…спомнил, как темные, загорелые пальцы рванули с его куртки серебряный значок. Все принадлежит народу.

Постель, на которой он лежал, была чистой и жесткой от крахмала. Он чувствовал особый, правильный запах чистого белья, который успел позабыть за последние месяцы – их полк перебрасывали с места на место, жить приходилось все чаще в палатках, там не до выглаженных простыней. Отто поднял руку, посмотрел на запястье. Браслета не было, но на его месте багровым, опухшим кольцом темнел кровоподтек. Как сняли наручники, как его уложили в постель, Лис тоже не мог вспомнить. Возможно, он просто потерял сознание, потому и не помнит.

Он огляделся. Сквозь темноту проступали неясные очертания мебели в белых чехлах, гардины подвязаны наверх, открывая белесо светящиеся окна. Запаха пыли он не чувствовал, значит все это сделано совсем недавно. Кто-то убрал все, закрыл мебель и оставил этот дом. Правильно сделал, самое время.

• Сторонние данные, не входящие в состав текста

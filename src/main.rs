#[macro_use]
extern crate clap;
extern crate env_logger;
extern crate failure;
#[macro_use]
extern crate log;
extern crate payload;
#[macro_use]
extern crate prettytable;
extern crate sofar;

use clap::{App, ArgMatches};
use failure::Error;
use payload::{decoding, fragment, Controller, Summary};
use prettytable::{format, Table};
use sofar::{Config, FilesystemSink, Response};
use std::path::Path;

fn main() {
    let yaml = load_yaml!("cli.yml");
    let matches = App::from_yaml(yaml).get_matches();

    let verbosity = matches
        .subcommand()
        .1
        .map(|matches| matches.occurrences_of("verbose"))
        .unwrap_or(0)
        .max(matches.occurrences_of("verbose"));
    let level = match verbosity {
        0 => "warn",
        1 => "info",
        _ => "debug",
    };
    env_logger::Builder::from_env(env_logger::Env::default().default_filter_or(level)).init();

    let result = if let Some(matches) = matches.subcommand_matches("url") {
        url(matches)
    } else if let Some(matches) = matches.subcommand_matches("process") {
        process(matches)
    } else if let Some(matches) = matches.subcommand_matches("decode") {
        decode(matches);
        Ok(())
    } else {
        println!("{}", matches.usage());
        Ok(())
    };
    if let Err(err) = result {
        eprintln!("error: {}", err);
        for cause in err.iter_causes() {
            eprintln!("  caused by: {}", cause);
        }
        std::process::exit(1);
    }
}

fn config(matches: &ArgMatches) -> Result<Config, Error> {
    let path = matches.value_of("CONFIG").unwrap();
    let mut config = Config::from_path(path)?;
    if let Some(output) = matches.value_of("output") {
        config.set_output_directory(output);
    }
    if let Some(order) = matches.value_of("order") {
        config.set_order(order);
    }
    Ok(config)
}

fn url(matches: &ArgMatches) -> Result<(), Error> {
    let query = config(matches)?.query()?;
    println!("{}", query.url()?);
    Ok(())
}

fn process(matches: &ArgMatches) -> Result<(), Error> {
    let config = config(matches)?;
    let order = config.order()?;
    let directory = config.output_directory()?;
    let query = config.query()?;
    let response = match matches.value_of("RESPONSE") {
        Some(path) => Response::from_path(path)?,
        None => sofar::fetch(&query)?,
    };
    info!(
        "read {} entries for {}",
        response.data.len(),
        query.spotter_id()
    );

    sofar::export_csv(&directory, &response.data)?;
    let mut sink = FilesystemSink::create(&directory, config.image_extension())?;
    let summary = Controller::with_order(order).run(&response.records(), &mut sink);
    print_summary(&directory, &summary);
    Ok(())
}

fn decode(matches: &ArgMatches) {
    let collecting = matches.is_present("collecting");
    for value in matches.values_of("HEX").unwrap() {
        match decoding::decode(value) {
            Ok(decoded) => {
                println!("{:?}", decoded.text);
                if decoded.had_replacement {
                    println!("  (invalid utf-8 replaced)");
                }
                match fragment::classify(&decoded.text, collecting) {
                    Ok(fragment) => println!("  {:?}", fragment),
                    Err(err) => println!("  {}", err),
                }
            }
            Err(err) => println!("{}: {}", value, err),
        }
    }
}

fn print_summary(directory: &Path, summary: &Summary) {
    let mut table = Table::new();
    table.set_format(*format::consts::FORMAT_NO_BORDER_LINE_SEPARATOR);
    table.set_titles(row!["Output", "Count"]);
    table.add_row(row!["Records", summary.records]);
    table.add_row(row!["Text messages", summary.texts]);
    table.add_row(row!["Images", summary.images]);
    table.add_row(row!["Empty images", summary.empty_images]);
    table.add_row(row!["Invalid utf-8", summary.replacements]);
    table.add_row(row!["Skipped", summary.skipped.len()]);
    table.add_row(row!["Discarded images", summary.discarded.len()]);
    table.add_row(row!["Failed writes", summary.failed_writes.len()]);
    println!("{}", directory.display());
    table.printstd();

    for skipped in &summary.skipped {
        println!("skipped record {}: {}", skipped.position, skipped.error);
    }
    for index in &summary.discarded {
        println!("image {} was discarded by a later start marker", index);
    }
    for err in &summary.failed_writes {
        println!("failed write: {}", err);
    }
    if let Some(index) = summary.dangling {
        println!("image {} was never closed", index);
    }
}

Саднило лоб и щеку – Отто начал чувствовать это только сейчас, как будто тело и боль в нем просыпались не сразу. Он пальцами прикоснулся к виску, провел ниже, ощупывая спекшуюся коркой кровь и припухшую, воспаленную кожу. Умывать его никто не стал, значит. Равно как и переодевать – он был просто раздет до белья и уложен в постель. Отто поискал глазами свою одежду, и нашел ее: небрежно брошенная на зачехленное кресло куртка, штаны – одна штанина свешивается на пол, под креслом ботинки. Комиссар Народной армии раздел его и уложил в постель? Это никак не вязалось у Лиса в голове с его представлениями о Народной армии вообще и ее офицерах в частности.

Очень хотелось пить, но звать кого-либо Отто не решился. Еще неизвестно, кто может прийти. Он сел, кусая губы и морщась от боли в разбитом теле. Помедлил немного, пытаясь понять, сможет ли встать, а потом спустил ноги на пол, выпутав их из-под одеяла. По полу тянуло холодом, в комнате вообще оказалось холодно – наверное, топить здесь перестали тогда же, когда его оставили хозяева. Неслышно ступая босыми ногами по ледяному, скользкому от мастики паркету, Лис обошел комнату. Он надеялся, что где-то здесь может быть оставлен графин с водой. Графина не было, зато он нашел дверь – двойная, с глухими филенками, она вела в соседнюю комнату или в коридор.

В детстве он иногда предпринимал такие вот экспедиции по ночному дому. Они тогда жили в Ларстаде, в большом старом двухэтажном особняке с фахверковыми стенами и черепичной крышей. Под крышей и в мансарде лепили свои гнезда ласточки, в щелях рассохшихся оконных рам прятались мелкие букашки, а ступеньки, ведущие наверх, скрипели каждая на свой лад. Отто научился ходить по ним так, чтобы не просыпалась мать. Он, в длинной ночной рубахе, пробирался из комнаты в комнату, иногда вздрагивая при виде темнеющего впереди шкафа с кем-то отворенной дверцей или воя ветра в трубе.

Сейчас у него не осталось ни тех шкафов, ни скрипучих ступенек, ни ласточкиных гнезд в мансарде. Вдова полковника Айсторна продала старый дом еще до того, как началась война с Ривией, и ее сын отправился на фронт. Отто понятия не имел, цел ли особняк сейчас, и даже не знал, взяла ли Народная армия Ларстад. Точнее, теперь нужно говорить «освободила» Ларстад.

Он поморщился, как от зубной боли. Потом решительно взялся за медную ручку двери и потянул ее на себя, готовый услышать окрик часового или получить удар в лицо. Дверь мягко, без скрипа, поддалась, провернулась на заботливо смазанных петлях. Отто, щурясь от света керосиновой лампы, шагнул в проем.